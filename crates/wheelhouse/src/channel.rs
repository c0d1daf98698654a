//! The produced channel tree and its external indexer.
//!
//! The channel is plain `<root>/<subdir>/<package>.conda`; repodata emission
//! is delegated to the external `rattler-index` tool, which writes
//! `repodata.json` (and its zstd-compressed counterpart) into each
//! subdirectory.

use std::path::{Path, PathBuf};
use std::process::ExitStatus;

use miette::Diagnostic;
use thiserror::Error;

/// The executable that generates repodata.
const INDEXER_EXECUTABLE: &str = "rattler-index";

/// Errors while driving the external indexer.
#[derive(Debug, Error, Diagnostic)]
#[allow(missing_docs)]
pub enum ChannelError {
    #[error("channel directory does not exist: {0}")]
    MissingChannel(PathBuf),

    #[error("could not find `{INDEXER_EXECUTABLE}` on PATH")]
    IndexerNotFound,

    #[error("the channel indexer exited with {0}")]
    IndexerFailed(ExitStatus),

    #[error(transparent)]
    Io(#[from] std::io::Error),
}

/// Regenerates repodata for every subdirectory of the channel by invoking
/// the external indexer.
pub async fn index_channel(channel_dir: &Path) -> Result<(), ChannelError> {
    if !channel_dir.is_dir() {
        return Err(ChannelError::MissingChannel(channel_dir.to_path_buf()));
    }

    let indexer = which::which(INDEXER_EXECUTABLE).map_err(|_| ChannelError::IndexerNotFound)?;
    tracing::info!("indexing {} with {}", channel_dir.display(), indexer.display());

    let status = tokio::process::Command::new(indexer)
        .arg("file-system")
        .arg("--channel")
        .arg(channel_dir)
        .status()
        .await?;
    if !status.success() {
        return Err(ChannelError::IndexerFailed(status));
    }
    Ok(())
}
//! End-to-end conversion tests: build a synthetic wheel in memory, run the
//! full engine, and pick the produced `.conda` container apart.

use std::collections::HashMap;
use std::io::{Cursor, Read, Write};
use std::path::Path;

use data_encoding::HEXLOWER;
use wheelhouse::{convert_wheel, ConvertError, OutputLocation, WheelSource};
use zip::write::FileOptions;

struct WheelSpec {
    name: &'static str,
    version: &'static str,
    requires_python: Option<&'static str>,
    requires_dist: Vec<&'static str>,
    tag: &'static str,
    entry_points: Option<&'static str>,
    license: Option<&'static str>,
}

impl Default for WheelSpec {
    fn default() -> Self {
        Self {
            name: "sample_package",
            version: "2.0.0",
            requires_python: Some(">=3.10"),
            requires_dist: vec!["requests>=2.0"],
            tag: "py3-none-any",
            entry_points: None,
            license: Some("Apache-2.0"),
        }
    }
}

/// Builds a structurally faithful wheel: a package module, the dist-info
/// metadata files, and the RECORD/INSTALLER bookkeeping a real installer
/// would have produced.
fn build_wheel(spec: &WheelSpec) -> Vec<u8> {
    let dist_info = format!("{}-{}.dist-info", spec.name, spec.version);
    let mut writer = zip::ZipWriter::new(Cursor::new(Vec::new()));
    let options = FileOptions::default();

    let mut start = |writer: &mut zip::ZipWriter<Cursor<Vec<u8>>>, path: String, content: &[u8]| {
        writer.start_file(path, options).unwrap();
        writer.write_all(content).unwrap();
    };

    start(
        &mut writer,
        format!("{}/__init__.py", spec.name),
        b"__version__ = \"2.0.0\"\n",
    );
    start(
        &mut writer,
        format!("{}/core.py", spec.name),
        b"def main():\n    return 42\n",
    );

    let mut metadata = format!(
        "Metadata-Version: 2.1\nName: {}\nVersion: {}\nSummary: A sample package for testing\nHome-page: https://example.com\n",
        spec.name.replace('_', "-"),
        spec.version
    );
    if let Some(license) = spec.license {
        metadata.push_str(&format!("License: {license}\n"));
    }
    metadata.push_str("Project-URL: Documentation, https://docs.example.com\n");
    metadata.push_str("Project-URL: Source, https://github.com/example/sample\n");
    if let Some(requires_python) = spec.requires_python {
        metadata.push_str(&format!("Requires-Python: {requires_python}\n"));
    }
    for requirement in &spec.requires_dist {
        metadata.push_str(&format!("Requires-Dist: {requirement}\n"));
    }
    metadata.push_str("\n# Sample Package\n\nA longer description.\n");
    start(
        &mut writer,
        format!("{dist_info}/METADATA"),
        metadata.as_bytes(),
    );

    let wheel_file = format!(
        "Wheel-Version: 1.0\nGenerator: test 1.0\nRoot-Is-Purelib: true\nTag: {}\n",
        spec.tag
    );
    start(
        &mut writer,
        format!("{dist_info}/WHEEL"),
        wheel_file.as_bytes(),
    );

    if let Some(entry_points) = spec.entry_points {
        start(
            &mut writer,
            format!("{dist_info}/entry_points.txt"),
            entry_points.as_bytes(),
        );
    }

    start(&mut writer, format!("{dist_info}/INSTALLER"), b"pip\n");
    start(&mut writer, format!("{dist_info}/RECORD"), b"");

    writer.finish().unwrap().into_inner()
}

fn convert_bytes(
    wheel: Vec<u8>,
    filename: &str,
    output: &OutputLocation,
) -> Result<wheelhouse::ConversionResult, ConvertError> {
    convert_wheel(
        WheelSource::Stream {
            reader: Box::new(Cursor::new(wheel)),
            filename: filename.to_owned(),
        },
        output,
    )
}

fn convert_default(spec: &WheelSpec) -> (tempfile::TempDir, wheelhouse::ConversionResult) {
    let dir = tempfile::tempdir().unwrap();
    let filename = format!("{}-{}-{}.whl", spec.name, spec.version, spec.tag);
    let result = convert_bytes(
        build_wheel(spec),
        &filename,
        &OutputLocation::Directory(dir.path().to_path_buf()),
    )
    .unwrap();
    (dir, result)
}

/// Reads every file of the inner archive whose outer member name starts with
/// `prefix` (`info-` or `pkg-`).
fn read_inner_archive(conda_path: &Path, prefix: &str) -> HashMap<String, Vec<u8>> {
    let file = std::fs::File::open(conda_path).unwrap();
    let mut outer = zip::ZipArchive::new(file).unwrap();
    let member_name = (0..outer.len())
        .map(|i| outer.by_index(i).unwrap().name().to_owned())
        .find(|name| name.starts_with(prefix) && name.ends_with(".tar.zst"))
        .expect("inner archive present");

    let mut compressed = Vec::new();
    outer
        .by_name(&member_name)
        .unwrap()
        .read_to_end(&mut compressed)
        .unwrap();
    let decompressed = zstd::decode_all(compressed.as_slice()).unwrap();

    let mut contents = HashMap::new();
    let mut archive = tar::Archive::new(Cursor::new(decompressed));
    for entry in archive.entries().unwrap() {
        let mut entry = entry.unwrap();
        let path = entry.path().unwrap().to_string_lossy().into_owned();
        let mut content = Vec::new();
        entry.read_to_end(&mut content).unwrap();
        contents.insert(path, content);
    }
    contents
}

fn info_json(conda_path: &Path, name: &str) -> serde_json::Value {
    let info = read_inner_archive(conda_path, "info-");
    serde_json::from_slice(&info[name]).unwrap()
}

#[test]
fn pure_wheel_with_marker_free_dep() {
    // Scenario: a pure wheel with one plain dependency.
    let (_dir, result) = convert_default(&WheelSpec::default());

    assert_eq!(
        result.path.file_name().unwrap().to_str().unwrap(),
        "sample-package-2.0.0-py_0.conda"
    );
    assert_eq!(result.subdir, "noarch");

    let index = info_json(&result.path, "info/index.json");
    assert_eq!(index["name"], "sample-package");
    assert_eq!(index["version"], "2.0.0");
    assert_eq!(index["build"], "py_0");
    assert_eq!(index["build_number"], 0);
    assert_eq!(index["subdir"], "noarch");
    assert_eq!(index["noarch"], "python");
    assert_eq!(index["license"], "Apache-2.0");
    assert_eq!(
        index["depends"],
        serde_json::json!(["python >=3.10", "requests >=2.0"])
    );
}

#[test]
fn container_has_exactly_three_members_in_order() {
    let (_dir, result) = convert_default(&WheelSpec::default());

    let file = std::fs::File::open(&result.path).unwrap();
    let mut outer = zip::ZipArchive::new(file).unwrap();
    let names: Vec<String> = (0..outer.len())
        .map(|i| outer.by_index(i).unwrap().name().to_owned())
        .collect();
    assert_eq!(
        names,
        vec![
            "metadata.json".to_owned(),
            "info-sample-package-2.0.0-py_0.tar.zst".to_owned(),
            "pkg-sample-package-2.0.0-py_0.tar.zst".to_owned(),
        ]
    );

    let mut manifest = Vec::new();
    outer
        .by_name("metadata.json")
        .unwrap()
        .read_to_end(&mut manifest)
        .unwrap();
    let manifest: serde_json::Value = serde_json::from_slice(&manifest).unwrap();
    assert_eq!(manifest["conda_pkg_format_version"], 2);
}

#[test]
fn python_version_marker_translates_to_selector() {
    let (_dir, result) = convert_default(&WheelSpec {
        requires_dist: vec!["typing-extensions; python_version < '3.11'"],
        ..WheelSpec::default()
    });
    assert!(result
        .dependencies
        .contains(&"typing-extensions; if python <3.11".to_owned()));
}

#[test]
fn platform_and_platform_version_fuse() {
    let (_dir, result) = convert_default(&WheelSpec {
        requires_dist: vec!["foo; sys_platform == 'win32' and platform_version >= '10.0'"],
        ..WheelSpec::default()
    });
    assert!(result.dependencies.contains(&"foo; if __win >=10.0".to_owned()));
}

#[test]
fn extras_are_routed_to_extra_depends() {
    let (_dir, result) = convert_default(&WheelSpec {
        requires_dist: vec!["requests>=2.0", "pytest; extra == 'test'"],
        ..WheelSpec::default()
    });

    assert!(!result.dependencies.iter().any(|d| d.contains("pytest")));
    assert_eq!(result.extra_depends["test"], vec!["pytest"]);

    let index = info_json(&result.path, "info/index.json");
    assert_eq!(index["extra_depends"]["test"], serde_json::json!(["pytest"]));
    assert!(!index["depends"]
        .as_array()
        .unwrap()
        .iter()
        .any(|d| d.as_str().unwrap().contains("pytest")));
}

#[test]
fn unsupported_marker_fails_naming_the_variable() {
    let dir = tempfile::tempdir().unwrap();
    let wheel = build_wheel(&WheelSpec {
        requires_dist: vec!["x; platform_machine == 'x86_64'"],
        ..WheelSpec::default()
    });
    let err = convert_bytes(
        wheel,
        "sample_package-2.0.0-py3-none-any.whl",
        &OutputLocation::Directory(dir.path().to_path_buf()),
    )
    .unwrap_err();
    assert!(err.to_string().contains("platform_machine"));
}

#[test]
fn paths_json_matches_pkg_archive_contents() {
    // Every file in the pkg archive appears in paths.json with a hash that
    // re-verifies against the extracted bytes.
    let (_dir, result) = convert_default(&WheelSpec::default());

    let pkg = read_inner_archive(&result.path, "pkg-");
    let paths = info_json(&result.path, "info/paths.json");
    assert_eq!(paths["paths_version"], 1);

    let entries = paths["paths"].as_array().unwrap();
    assert_eq!(entries.len(), pkg.len());
    for entry in entries {
        let path = entry["_path"].as_str().unwrap();
        let content = pkg
            .get(path)
            .unwrap_or_else(|| panic!("{path} listed in paths.json but absent from pkg"));
        assert_eq!(entry["path_type"], "hardlink");
        assert_eq!(entry["size_in_bytes"], content.len() as u64);

        let digest = rattler_digest::compute_bytes_digest::<rattler_digest::Sha256>(content);
        assert_eq!(entry["sha256"].as_str().unwrap(), HEXLOWER.encode(&digest));
    }

    let files = read_inner_archive(&result.path, "info-");
    let files_list = String::from_utf8(files["info/files"].clone()).unwrap();
    let mut listed: Vec<&str> = files_list.lines().collect();
    let mut actual: Vec<&str> = pkg.keys().map(String::as_str).collect();
    listed.sort_unstable();
    actual.sort_unstable();
    assert_eq!(listed, actual);
}

#[test]
fn installer_is_replaced_with_conda() {
    let (_dir, result) = convert_default(&WheelSpec::default());
    let pkg = read_inner_archive(&result.path, "pkg-");

    let installers: Vec<&String> = pkg
        .keys()
        .filter(|path| path.ends_with("/INSTALLER"))
        .collect();
    assert_eq!(installers.len(), 1);
    assert_eq!(
        installers[0],
        "site-packages/sample_package-2.0.0.dist-info/INSTALLER"
    );
    assert_eq!(pkg[installers[0]], b"conda\n");
}

#[test]
fn platform_wheel_goes_to_its_subdir_without_noarch() {
    let spec = WheelSpec {
        tag: "cp311-cp311-win_amd64",
        ..WheelSpec::default()
    };
    let channel = tempfile::tempdir().unwrap();
    let result = convert_bytes(
        build_wheel(&spec),
        "sample_package-2.0.0-cp311-cp311-win_amd64.whl",
        &OutputLocation::Channel(channel.path().to_path_buf()),
    )
    .unwrap();

    assert_eq!(result.subdir, "win-64");
    assert_eq!(
        result.path,
        channel
            .path()
            .join("win-64")
            .join("sample-package-2.0.0-py_0.conda")
    );

    let index = info_json(&result.path, "info/index.json");
    assert_eq!(index["subdir"], "win-64");
    assert!(index.get("noarch").is_none());

    let info = read_inner_archive(&result.path, "info-");
    assert!(!info.contains_key("info/link.json"));
}

#[test]
fn pure_wheel_gets_link_json_with_entry_points() {
    let (_dir, result) = convert_default(&WheelSpec {
        entry_points: Some("[console_scripts]\nsample = sample_package.core:main\n"),
        ..WheelSpec::default()
    });

    assert_eq!(result.entry_points, vec!["sample = sample_package.core:main"]);

    let link = info_json(&result.path, "info/link.json");
    assert_eq!(link["noarch"]["type"], "python");
    assert_eq!(link["package_metadata_version"], 1);
    assert_eq!(
        link["noarch"]["entry_points"],
        serde_json::json!(["sample = sample_package.core:main"])
    );
}

#[test]
fn about_json_carries_only_present_fields() {
    let (_dir, result) = convert_default(&WheelSpec::default());
    let about = info_json(&result.path, "info/about.json");

    assert_eq!(about["summary"], "A sample package for testing");
    assert_eq!(about["home"], "https://example.com");
    assert_eq!(about["doc_url"], "https://docs.example.com");
    assert_eq!(about["source_url"], "https://github.com/example/sample");
    assert!(about
        .as_object()
        .unwrap()
        .get("dev_url")
        .is_none());
    assert!(about["description"]
        .as_str()
        .unwrap()
        .contains("# Sample Package"));
}

#[test]
fn conversion_from_path_matches_stream() {
    let dir = tempfile::tempdir().unwrap();
    let wheel_path = dir.path().join("sample_package-2.0.0-py3-none-any.whl");
    std::fs::write(&wheel_path, build_wheel(&WheelSpec::default())).unwrap();

    let result = convert_wheel(
        WheelSource::Path(wheel_path),
        &OutputLocation::Directory(dir.path().to_path_buf()),
    )
    .unwrap();
    assert_eq!(result.name.as_str(), "sample-package");
    assert!(result.path.exists());
}

#[test]
fn wheel_without_dist_info_is_rejected() {
    let dir = tempfile::tempdir().unwrap();
    let mut writer = zip::ZipWriter::new(Cursor::new(Vec::new()));
    writer
        .start_file("just_a_module.py", FileOptions::default())
        .unwrap();
    writer.write_all(b"x = 1\n").unwrap();
    let bytes = writer.finish().unwrap().into_inner();

    let err = convert_bytes(
        bytes,
        "broken-1.0-py3-none-any.whl",
        &OutputLocation::Directory(dir.path().to_path_buf()),
    )
    .unwrap_err();
    assert!(matches!(err, ConvertError::MissingDistInfo));
}

#[test]
fn garbage_bytes_are_a_malformed_wheel() {
    let dir = tempfile::tempdir().unwrap();
    let err = convert_bytes(
        b"definitely not a zip".to_vec(),
        "broken-1.0-py3-none-any.whl",
        &OutputLocation::Directory(dir.path().to_path_buf()),
    )
    .unwrap_err();
    assert!(matches!(err, ConvertError::Archive(_)));
}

-------

Each line of the data that holds "external" should be copied.

Exercise solution:
//! The produced channel tree and its external indexer.
//! is delegated to the external `rattler-index` tool, which writes
/// Errors while driving the external indexer.
/// the external indexer.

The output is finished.